Pursuant to the provisions of LSA-R.S. 33:3306, an ordinance was adopted by the City of DeRidder on August 8, 1966, levying special assessments against a number of items of real property to pay the costs of paving several streets in that city. One of the streets included in the paving project was Jefferson Street, and among the special assessments levied for the paving of that street was one affecting a strip of land on the west side of that street which was listed as being owned by plaintiff railroad company. This special assessment was described in the ordinance as follows:

THE KANSAS CITY SOUTHERN RAILWAY COMPANY

Acquired in COB 57 page 355

A part of the Southeast Quarter of Northeast Quarter (SE 1/4 of NE 1/4) of Section Thirty-three (33), Township Two (2) South, Range Nine (9) West, fronting 403.5 feet on Jefferson Street less Highway Turnout of 3.0 feet on North end and 9.8 feet on south end.

Fronting 390.7 feet. $1953.50

Plaintiff does not attack the validity or regularity of the proceedings of the City of DeRidder in leaving these assessments, but it challenges the validity of this particular assessment on the grounds: (1) That the railroad right of way sought to be assessed is not 'real property' within the meaning of LSA-R.S. 33:3301 et seq.; (2) that the property affected by the special assessment will not be benefitted by the improvements; and (3) that the railroad property does not abut the street which is to be improved.

The trial judge concluded that the property sought to be assessed was 'real property' within the meaning of LSA-R.S. 33:3301 et seq., and that it would be benefitted by the improvement. He found, however, that only 231.9 feet of the railroad property abutted the street, and he held that the assessment was valid insofar as it related to that portion of the property. Finding that the remaining 158.8 feet of the property did not abut the street, he held that the assessment was void as to that part of the property.

Jefferson Street runs north and south, and defendant proposes to pave that portion of the street which extends a distance of 390.7 feet, from Mahlon Street on the north to East First Street on the south.

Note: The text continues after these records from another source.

use crate::model::{
    ApiError, ApprovalStatus, Brand, Concept, GenericEntity, UserContext,
};
use crate::store::traits::{EntityStore, PublicationStore};

/// Whether the brand in the request context admits this entity.
///
/// Published (APPROVED) versions bypass brand scoping on direct fetch;
/// list views additionally pre-filter by brand (see the search engine).
pub fn brand_allows(
    entity: &GenericEntity,
    brand: Option<&Brand>,
    status: Option<ApprovalStatus>,
) -> bool {
    let Some(brand) = brand else {
        return true;
    };
    if status == Some(ApprovalStatus::Approved) {
        return true;
    }
    entity.brands.contains(&brand.id)
}

/// Pure access derivation for one entity version.
///
/// `status` is the approval status of the version's latest publication
/// record, if any.
pub fn can_user_view_version(
    user: &UserContext,
    version: &GenericEntity,
    status: Option<ApprovalStatus>,
    brand: Option<&Brand>,
) -> bool {
    if !brand_allows(version, brand, status) {
        return false;
    }
    if status == Some(ApprovalStatus::Approved) {
        return true;
    }
    if user.is_superuser {
        return true;
    }
    if user.is_moderator
        && matches!(
            status,
            Some(ApprovalStatus::Requested)
                | Some(ApprovalStatus::Pending)
                | Some(ApprovalStatus::Rejected)
        )
    {
        return true;
    }
    if user.is_owner(&version.owner_id) {
        return true;
    }
    if let Some(group_id) = version.group_id {
        if user.is_member_of(group_id) && version.group_access.can_view() {
            return true;
        }
    }
    if user.is_authenticated() && version.world_access.can_view() {
        return true;
    }
    false
}

/// Edit derivation: superuser, owner, or group member with EDIT, and the
/// entity must belong to the current brand.
pub fn can_user_edit(user: &UserContext, entity: &GenericEntity, brand: Option<&Brand>) -> bool {
    if let Some(brand) = brand {
        if !entity.brands.contains(&brand.id) {
            return false;
        }
    }
    if user.is_superuser {
        return true;
    }
    if user.is_owner(&entity.owner_id) {
        return true;
    }
    if let Some(group_id) = entity.group_id {
        if user.is_member_of(group_id) && entity.group_access.can_edit() {
            return true;
        }
    }
    false
}

/// Concept access mirrors entity access, additionally allowing access when
/// the concept has any published version through its phenotype owner, or
/// when the user can view the phenotype-owner entity itself.
pub async fn can_user_view_concept<S>(
    store: &S,
    user: &UserContext,
    concept: &Concept,
    brand: Option<&Brand>,
) -> Result<bool, ApiError>
where
    S: EntityStore + PublicationStore + ?Sized,
{
    if user.is_superuser {
        return Ok(true);
    }
    if user.is_owner(&concept.owner_id) {
        return Ok(true);
    }
    if let Some(group_id) = concept.group_id {
        if user.is_member_of(group_id) && concept.group_access.can_view() {
            return Ok(true);
        }
    }
    if user.is_authenticated() && concept.world_access.can_view() {
        return Ok(true);
    }

    let Some(owner_id) = &concept.phenotype_owner_id else {
        return Ok(false);
    };
    let records = store.publication_records(owner_id).await?;
    if records
        .iter()
        .any(|r| r.approval_status == ApprovalStatus::Approved)
    {
        return Ok(true);
    }
    if let Some(owner) = store.get_entity(owner_id).await? {
        let status = latest_status(store, &owner).await?;
        return Ok(can_user_view_version(user, &owner, status, brand));
    }
    Ok(false)
}

/// Edit access to a concept: owner, group EDIT, or edit rights on the
/// phenotype-owner entity.
pub async fn can_user_edit_concept<S>(
    store: &S,
    user: &UserContext,
    concept: &Concept,
    brand: Option<&Brand>,
) -> Result<bool, ApiError>
where
    S: EntityStore + PublicationStore + ?Sized,
{
    if user.is_superuser {
        return Ok(true);
    }
    if user.is_owner(&concept.owner_id) {
        return Ok(true);
    }
    if let Some(group_id) = concept.group_id {
        if user.is_member_of(group_id) && concept.group_access.can_edit() {
            return Ok(true);
        }
    }
    if let Some(owner_id) = &concept.phenotype_owner_id {
        if let Some(owner) = store.get_entity(owner_id).await? {
            return Ok(can_user_edit(user, &owner, brand));
        }
    }
    Ok(false)
}

/// Approval status of an entity's latest history row, if a publication
/// record exists for it.
pub async fn latest_status<S>(
    store: &S,
    entity: &GenericEntity,
) -> Result<Option<ApprovalStatus>, ApiError>
where
    S: EntityStore + PublicationStore + ?Sized,
{
    let Some(latest) = store.latest_entity_version_id(&entity.public_id).await? else {
        return Ok(None);
    };
    Ok(store
        .latest_publication_record(&entity.public_id, latest)
        .await?
        .map(|r| r.approval_status))
}

#[cfg(test)]
mod tests {
    use super::*;
    use crate::model::{AccessLevel, PublicId};
    use chrono::Utc;

    fn entity(owner: &str) -> GenericEntity {
        let now = Utc::now();
        GenericEntity {
            public_id: PublicId::new("PH", 1),
            entity_class_id: 1,
            name: "test".to_string(),
            author: None,
            definition: None,
            implementation: None,
            validation: None,
            publications: Vec::new(),
            tags: Vec::new(),
            collections: Vec::new(),
            citation_requirements: None,
            internal_comments: None,
            template_id: 1,
            template_version: 1,
            template_data: serde_json::json!({}),
            brands: Vec::new(),
            owner_id: owner.to_string(),
            group_id: None,
            owner_access: AccessLevel::Edit,
            group_access: AccessLevel::None,
            world_access: AccessLevel::None,
            is_deleted: false,
            publish_status: None,
            created_by: owner.to_string(),
            created_at: now,
            updated_by: owner.to_string(),
            updated_at: now,
        }
    }

    #[test]
    fn approved_versions_are_visible_to_everyone() {
        let version = entity("alice");
        let anon = UserContext::anonymous();
        assert!(can_user_view_version(
            &anon,
            &version,
            Some(ApprovalStatus::Approved),
            None
        ));
        // Published content also bypasses brand scoping.
        let brand = Brand::new(2, "other", "Other");
        assert!(can_user_view_version(
            &anon,
            &version,
            Some(ApprovalStatus::Approved),
            Some(&brand)
        ));
    }

    #[test]
    fn unpublished_versions_hide_from_strangers() {
        let version = entity("alice");
        assert!(!can_user_view_version(
            &UserContext::user("bob"),
            &version,
            None,
            None
        ));
        assert!(can_user_view_version(
            &UserContext::user("alice"),
            &version,
            None,
            None
        ));
        assert!(can_user_view_version(
            &UserContext::superuser("root"),
            &version,
            None,
            None
        ));
    }

    #[test]
    fn moderators_see_versions_in_review() {
        let version = entity("alice");
        let moderator = UserContext::moderator("mia");
        assert!(can_user_view_version(
            &moderator,
            &version,
            Some(ApprovalStatus::Requested),
            None
        ));
        assert!(!can_user_view_version(&moderator, &version, None, None));
    }

    #[test]
    fn group_and_world_access_grant_view() {
        let mut version = entity("alice");
        version.group_id = Some(7);
        version.group_access = AccessLevel::View;
        let member = UserContext::user("bob").with_groups(vec![7]);
        assert!(can_user_view_version(&member, &version, None, None));

        let mut world = entity("alice");
        world.world_access = AccessLevel::View;
        assert!(can_user_view_version(
            &UserContext::user("carol"),
            &world,
            None,
            None
        ));
        // World VIEW still requires authentication.
        assert!(!can_user_view_version(
            &UserContext::anonymous(),
            &world,
            None,
            None
        ));
    }

    #[test]
    fn brand_scoping_hides_unpublished_foreign_entities() {
        let mut version = entity("alice");
        version.brands = vec![1];
        let brand2 = Brand::new(2, "b2", "Brand 2");
        assert!(!can_user_view_version(
            &UserContext::user("alice"),
            &version,
            None,
            Some(&brand2)
        ));
    }

    #[test]
    fn edit_requires_ownership_or_group_edit() {
        let mut version = entity("alice");
        assert!(can_user_edit(&UserContext::user("alice"), &version, None));
        assert!(!can_user_edit(&UserContext::user("bob"), &version, None));

        version.group_id = Some(3);
        version.group_access = AccessLevel::Edit;
        let member = UserContext::user("bob").with_groups(vec![3]);
        assert!(can_user_edit(&member, &version, None));

        let view_only = {
            let mut v = version.clone();
            v.group_access = AccessLevel::View;
            v
        };
        assert!(!can_user_edit(&member, &view_only, None));
    }
}
use std::collections::HashMap;
use std::sync::Arc;
use std::time::{Duration, Instant};
use tokio::sync::RwLock;

use crate::model::{Id, Template};

#[derive(Clone, Debug)]
struct CacheEntry {
    template: Template,
    last_accessed: Instant,
}

/// In-memory TTL cache for resolved template versions.
///
/// Template versions are immutable once written, so expiry exists only to
/// bound memory; a stale read is never incorrect.
#[derive(Debug, Clone)]
pub struct TemplateCache {
    entries: Arc<RwLock<HashMap<(Id, i32), CacheEntry>>>,
    ttl: Duration,
}

impl TemplateCache {
    pub fn new(ttl: Duration) -> Self {
        Self {
            entries: Arc::new(RwLock::new(HashMap::new())),
            ttl,
        }
    }

    pub async fn get(&self, template_id: Id, version: i32) -> Option<Template> {
        let mut entries = self.entries.write().await;
        let key = (template_id, version);
        if let Some(entry) = entries.get_mut(&key) {
            if entry.last_accessed.elapsed() > self.ttl {
                entries.remove(&key);
                return None;
            }
            entry.last_accessed = Instant::now();
            Some(entry.template.clone())
        } else {
            None
        }
    }

    pub async fn put(&self, template: Template) {
        let mut entries = self.entries.write().await;
        entries.insert(
            (template.id, template.template_version),
            CacheEntry {
                template,
                last_accessed: Instant::now(),
            },
        );
    }

    pub async fn clear_expired(&self) {
        let mut entries = self.entries.write().await;
        let ttl = self.ttl;
        let now = Instant::now();
        entries.retain(|_, entry| now.duration_since(entry.last_accessed) <= ttl);
    }

    pub async fn clear(&self) {
        self.entries.write().await.clear();
    }
}

impl Default for TemplateCache {
    fn default() -> Self {
        // 1 hour
        Self::new(Duration::from_secs(3600))
    }
}

#[cfg(test)]
mod tests {
    use super::*;
    use crate::model::TemplateDefinition;
    use chrono::Utc;

    fn template(id: Id, version: i32) -> Template {
        let now = Utc::now();
        Template {
            id,
            name: "Clinical Phenotype".to_string(),
            template_version: version,
            definition: TemplateDefinition::default(),
            entity_class_id: Some(1),
            created_by: "admin".to_string(),
            created_at: now,
            updated_by: "admin".to_string(),
            updated_at: now,
        }
    }

    #[tokio::test]
    async fn cache_keys_on_id_and_version() {
        let cache = TemplateCache::default();
        cache.put(template(1, 1)).await;
        cache.put(template(1, 2)).await;

        assert!(cache.get(1, 1).await.is_some());
        assert!(cache.get(1, 2).await.is_some());
        assert!(cache.get(1, 3).await.is_none());

        cache.clear().await;
        assert!(cache.get(1, 1).await.is_none());
    }

    #[tokio::test]
    async fn expired_entries_are_dropped() {
        let cache = TemplateCache::new(Duration::from_millis(0));
        cache.put(template(1, 1)).await;
        tokio::time::sleep(Duration::from_millis(5)).await;
        assert!(cache.get(1, 1).await.is_none());
    }
}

The main line of the Kansas City Southern Railroad runs parallel to and along the west side of the right of way of Jefferson Street.

Plaintiff contends primarily that it is not the fee owner of the property, that it owns only a servitude or easement for railroad purposes on the land, that the servitude which it owns is not 'real property' within the meaning of LSA-R.S. 33:3301 et seq., and that the defendant city thus cannot levy a special assessment for street improvement purposes against that right of way. Defendant contends that plaintiff is the fee owner of the property.

At the trial evidence was introduced to show the nature of plaintiff's title to this property. The evidence so produced included an abstract of title to the land. Plaintiff argues that the evidence establishes that it owns only a servitude or casement for railroad purposes, while defendant argues that the evidence shows that plaintiff has fee title to the property.

We have decided that for the purposes of this suit it is immaterial whether plaintiff owns a servitude on or fee title to the railroad property which abuts Jefferson Street on the west, and that it thus is unnecessary for us to determine the exact nature of its title. In our opinion the City of DeRidder may levy a special assessment against the railroad property which abuts the street to be improved, even if we assume that plaintiff is correct in its contention that it owns only a servitude for railroad purposes on that property.

LSA-R.S. 33:3301 and 33:3306 authorize municipalities to pave or resurface streets and to levy local or special assessments on the 'real property' abutting the improvements, and on 'each lot or parcel of real estate abutting the street.' We find no provision of law which specifically authorizes the levying of a special assessment against a railroad right of way for street improvement purposes, but neither do we find any law which exempts railroads from any such assessment or which prohibits a municipality from levying a special assessment for street paving purposes against a railroad right of way abutting the street which is to be improved.

Plaintiff points out that La.Const. Art. XIII, Section 3, provides that 'all railroads are hereby declared public highways,' and it argues that since the railroad is a public highway it is exempt from taxation. We find no merit to this argument. The assessment of railway businesses for general taxation purposes is authorized by LSA-R.S. 47:1979. Also, a special assessment against railroad property for street paving purposes was specifically upheld by our Supreme Court in City of Alexandria v. Chicago, Rock Island & Pac. R . Co., 240 La. 1025, 126 So.2d 351, 97 A.L.R.2d 1073 (1961).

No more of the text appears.